Aprilia Racing’s number 1 man: “We’ll have to be good at maintaining the free spirit of motorcycling, but Formula 1 can teach us a lot.”

MotoGP: Rivola: “I would like less electronics on motorcycles. They inhibit riders.”

The Sepang tests have not only marked the debut of new bikes on the track, but also that of Massimo Rivola, Aprilia Racing’s number 1 man. An important past in Formula 1 (starting from Minardi, then moving onto the Toro Rosso and Ferrari), and, above all, a great passion for two wheels. Cars and motorcycles are two worlds that are very similar in some ways but very different in others.

In Malaysia, Rivola confirmed, “This is certainly a different environment from the one I was used to. It’s less aloof and more engaging. Maybe also because MotoGP bikes make a lot more noise than current F1 cars,” he joked.

All joking aside, there are many differences between the two series, and the Aprilia manager is worried that two wheels may drift towards the same direction as four wheels did, where engineers counted more than the drivers.

F1 has always been, and I think it must continue to be, a technological beacon,” he explained. “It is true that, in the world of motorcycles, we all miss 2-stroke engines and the first years of the MotoGP where riders performed incredible drifts.  I, as an enthusiast, would go back to those times, where the rider makes the difference.”
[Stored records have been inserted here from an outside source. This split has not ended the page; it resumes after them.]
mod core;
mod mesh;
mod primitives;
mod projection;
mod spherical;

pub use self::core::{Point3, Vec3};
pub use mesh::{Appearance, Colours, SurfaceMesh, Topology};
pub use primitives::{icosphere, octasphere};
pub use projection::{
    ProjectionDiagnostics, ProjectionError, RadialField, project_mesh, project_point,
};
pub use spherical::{SphericalCoord, cartesian_to_spherical, spherical_to_cartesian};

#[cfg(test)]
mod tests;
//! Tests for the ISO spherical coordinate conversion.

use crate::geom::{Point3, SphericalCoord, cartesian_to_spherical, spherical_to_cartesian};
use std::f64::consts::{FRAC_PI_2, FRAC_PI_4, PI};

const EPS: f64 = 1e-12;

fn assert_close(actual: f64, expected: f64) {
    assert!(
        (actual - expected).abs() < EPS,
        "expected {expected}, got {actual}"
    );
}

#[test]
fn axis_points_map_to_expected_angles() {
    let (r, theta, phi) = cartesian_to_spherical(1.0, 0.0, 0.0);
    assert_close(r, 1.0);
    assert_close(theta, FRAC_PI_2);
    assert_close(phi, 0.0);

    let (r, theta, phi) = cartesian_to_spherical(0.0, 2.0, 0.0);
    assert_close(r, 2.0);
    assert_close(theta, FRAC_PI_2);
    assert_close(phi, FRAC_PI_2);

    let (_, theta, _) = cartesian_to_spherical(0.0, 0.0, 3.0);
    assert_close(theta, 0.0);

    let (_, theta, _) = cartesian_to_spherical(0.0, 0.0, -3.0);
    assert_close(theta, PI);
}

#[test]
fn azimuth_is_signed_and_quadrant_aware() {
    let (_, _, phi) = cartesian_to_spherical(-1.0, -1.0, 0.0);
    assert_close(phi, -3.0 * FRAC_PI_4);

    let (_, _, phi) = cartesian_to_spherical(-1.0, 1.0, 0.0);
    assert_close(phi, 3.0 * FRAC_PI_4);
}

#[test]
fn negative_x_axis_has_azimuth_pi_not_minus_pi() {
    let (_, _, phi) = cartesian_to_spherical(-1.0, -0.0, 0.0);
    assert_close(phi, PI);
    let (_, _, phi) = cartesian_to_spherical(-1.0, 0.0, 0.0);
    assert_close(phi, PI);
}

#[test]
fn spherical_to_cartesian_matches_closed_form() {
    let (x, y, z) = spherical_to_cartesian(2.0, FRAC_PI_2, FRAC_PI_2);
    assert_close(x, 0.0);
    assert_close(y, 2.0);
    assert_close(z, 0.0);

    let (x, y, z) = spherical_to_cartesian(1.0, 0.0, 1.234);
    assert_close(x, 0.0);
    assert_close(y, 0.0);
    assert_close(z, 1.0);
}

#[test]
fn round_trip_reproduces_points() {
    let samples = [
        [1.0, 2.0, 3.0],
        [-0.5, 0.25, -4.0],
        [1e-3, -2e-3, 5e-4],
        [100.0, -30.0, 0.0],
        [-7.0, -7.0, 7.0],
    ];
    for [x, y, z] in samples {
        let (r, theta, phi) = cartesian_to_spherical(x, y, z);
        let (rx, ry, rz) = spherical_to_cartesian(r, theta, phi);
        let scale = r.max(1.0);
        assert!((rx - x).abs() < 1e-12 * scale, "x: {rx} vs {x}");
        assert!((ry - y).abs() < 1e-12 * scale, "y: {ry} vs {y}");
        assert!((rz - z).abs() < 1e-12 * scale, "z: {rz} vs {z}");
    }
}

#[test]
fn origin_has_undefined_polar_angle() {
    let (r, theta, _) = cartesian_to_spherical(0.0, 0.0, 0.0);
    assert_close(r, 0.0);
    assert!(theta.is_nan());

    assert!(SphericalCoord::from_cartesian(Point3::ORIGIN).is_none());
}

#[test]
fn from_cartesian_rejects_non_finite_points() {
    assert!(SphericalCoord::from_cartesian(Point3::new(f64::NAN, 0.0, 1.0)).is_none());
    assert!(SphericalCoord::from_cartesian(Point3::new(0.0, f64::INFINITY, 1.0)).is_none());
}

#[test]
fn with_radius_keeps_direction() {
    let p = Point3::new(3.0, -4.0, 12.0);
    let coord = SphericalCoord::from_cartesian(p).expect("non-singular");
    assert_close(coord.r, 13.0);

    let scaled = coord.with_radius(26.0).to_cartesian();
    assert!((scaled.x - 6.0).abs() < 1e-12);
    assert!((scaled.y + 8.0).abs() < 1e-12);
    assert!((scaled.z - 24.0).abs() < 1e-12);
}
In short, just a little provocation: more backbone and less computers.

I think there are too many electronics involved in the MotoGP,” he stressed. “It should be reconsidered from a regulatory perspective, otherwise, we risk reaching a point that was already reached by the F1 in the past, when all the driver had to do was keep his foot on the accelerator.  Now riders are worth their weight, and the more you inhibit them, the less they’re worth. With too many electronics, there’s a risk of dulling their talent.
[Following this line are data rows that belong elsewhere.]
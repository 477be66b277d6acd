//! Wavefront OBJ: `v`, `vn` and `f` records. Everything else is skipped.

use std::io::Write;

use super::{FormatError, parse_number};
use crate::geom::{SurfaceMesh, Topology};

/// Parses Wavefront OBJ text.
///
/// Face corners may use any of the `v`, `v/vt`, `v//vn`, `v/vt/vn` forms and
/// negative (relative) indices. Normals are kept only when there is exactly one
/// per vertex, which is how per-vertex normals are usually written.
///
/// # Errors
/// Returns a [`FormatError`] with the offending line number.
pub fn parse_wavefront(text: &str) -> Result<SurfaceMesh, FormatError> {
    let mut positions = Vec::new();
    let mut normals = Vec::new();
    let mut polygons = Vec::new();

    for (number, raw) in text.lines().enumerate() {
        let line = number + 1;
        let content = raw.split('#').next().unwrap_or("").trim();
        let mut fields = content.split_whitespace();
        let Some(record) = fields.next() else {
            continue;
        };

        match record {
            "v" => positions.push(read_vector(&mut fields, line, "vertex position")?),
            "vn" => normals.push(read_vector(&mut fields, line, "vertex normal")?),
            "f" => {
                let polygon = fields
                    .map(|corner| resolve_corner(corner, positions.len(), line))
                    .collect::<Result<Vec<u32>, _>>()?;
                if polygon.len() < 3 {
                    return Err(FormatError::Syntax {
                        line,
                        reason: format!("face has {} corners, need at least 3", polygon.len()),
                    });
                }
                polygons.push(polygon);
            }
            _ => {}
        }
    }

    let normals = if normals.len() == positions.len() && !normals.is_empty() {
        Some(normals)
    } else {
        if !normals.is_empty() {
            log::debug!(
                "dropping {} normals that do not map one-to-one onto {} vertices",
                normals.len(),
                positions.len()
            );
        }
        None
    };

    let mesh = SurfaceMesh {
        positions,
        topology: Topology {
            polygons,
            normals,
            appearance: None,
        },
    };
    mesh.validate().map_err(FormatError::InvalidMesh)?;
    Ok(mesh)
}

/// Writes `mesh` as Wavefront OBJ with 1-based indices.
///
/// # Errors
/// Propagates write failures from `w`.
pub fn write_wavefront(mesh: &SurfaceMesh, w: &mut impl Write) -> std::io::Result<()> {
    writeln!(w, "# parmodel-surface")?;
    for p in &mesh.positions {
        writeln!(w, "v {} {} {}", p[0], p[1], p[2])?;
    }

    let has_normals = match mesh.topology.normals.as_deref() {
        Some(normals) => {
            for n in normals {
                writeln!(w, "vn {} {} {}", n[0], n[1], n[2])?;
            }
            true
        }
        None => false,
    };

    for polygon in &mesh.topology.polygons {
        write!(w, "f")?;
        for &index in polygon {
            let i = u64::from(index) + 1;
            if has_normals {
                write!(w, " {i}//{i}")?;
            } else {
                write!(w, " {i}")?;
            }
        }
        writeln!(w)?;
    }
    Ok(())
}

fn read_vector<'a>(
    fields: &mut impl Iterator<Item = &'a str>,
    line: usize,
    what: &'static str,
) -> Result<[f64; 3], FormatError> {
    let mut out = [0.0; 3];
    for value in &mut out {
        let token = fields.next().ok_or_else(|| FormatError::Syntax {
            line,
            reason: format!("{what} needs three coordinates"),
        })?;
        *value = parse_number(token, what)?;
    }
    Ok(out)
}

fn resolve_corner(corner: &str, vertex_count: usize, line: usize) -> Result<u32, FormatError> {
    let head = corner.split('/').next().unwrap_or(corner);
    let raw: i64 = parse_number(head, "face index")?;

    #[allow(clippy::cast_possible_wrap)]
    let count = vertex_count as i64;
    let resolved = match raw {
        0 => None,
        r if r > 0 => Some(r - 1),
        r => Some(count + r),
    };

    resolved
        .filter(|&index| (0..count).contains(&index))
        .and_then(|index| u32::try_from(index).ok())
        .ok_or_else(|| FormatError::Syntax {
            line,
            reason: format!("face index {raw} does not refer to a vertex defined above"),
        })
}

#[cfg(test)]
mod tests {
    use super::*;

    #[test]
    fn parses_vertices_faces_and_skips_other_records() {
        let text = "# a quad split in two
o quad
v 0 0 0
v 1 0 0
v 1 1 0
v 0 1 0
vt 0 0
s off
f 1 2 3
f 1/1 3/1 4/1
";
        let mesh = parse_wavefront(text).expect("parse");
        assert_eq!(mesh.vertex_count(), 4);
        assert_eq!(mesh.topology.polygons, vec![vec![0, 1, 2], vec![0, 2, 3]]);
        assert!(mesh.topology.normals.is_none());
        assert!(mesh.topology.appearance.is_none());
    }

    #[test]
    fn resolves_relative_indices_and_normals() {
        let text = "v 0 0 1
v 1 0 0
v 0 1 0
vn 0 0 1
vn 1 0 0
vn 0 1 0
f -3//-3 -2//-2 -1//-1
";
        let mesh = parse_wavefront(text).expect("parse");
        assert_eq!(mesh.topology.polygons, vec![vec![0, 1, 2]]);
        assert_eq!(mesh.topology.normals.as_ref().map(Vec::len), Some(3));
    }

    #[test]
    fn forward_references_are_rejected_with_line_number() {
        let text = "v 0 0 0\nv 1 0 0\nf 1 2 3\nv 0 1 0\n";
        let error = parse_wavefront(text).unwrap_err();
        assert!(matches!(error, FormatError::Syntax { line: 3, .. }), "{error:?}");
    }

    #[test]
    fn malformed_coordinates_are_reported() {
        let error = parse_wavefront("v 0 zero 0\n").unwrap_err();
        assert_eq!(
            error,
            FormatError::InvalidNumber {
                what: "vertex position",
                token: "zero".to_owned(),
            }
        );
    }

    #[test]
    fn writes_normals_with_shared_indices() {
        let text = "v 0 0 1\nv 1 0 0\nv 0 1 0\nvn 0 0 1\nvn 1 0 0\nvn 0 1 0\nf 1//1 2//2 3//3\n";
        let mesh = parse_wavefront(text).expect("parse");

        let mut buffer = Vec::new();
        write_wavefront(&mesh, &mut buffer).expect("write");
        let written = String::from_utf8(buffer).expect("utf8");

        assert!(written.contains("\nf 1//1 2//2 3//3\n"));
        assert_eq!(parse_wavefront(&written).expect("reparse"), mesh);
    }
}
Car racing, however, also has a lot to teach, with due proportions. It’s good to remember that the budgets of F1 teams are incredibly larger than those of MotoGP teams.

During tests, the Ferrari team brings along 150 people. There are groups of technicians nicknamed “bats” because they work at night, from 8pm to 8am, to ensure continuity. If we wanted to do the same, we would empty out the company,” he joked.

This doesn't mean that we shouldn’t be inspired by those structures.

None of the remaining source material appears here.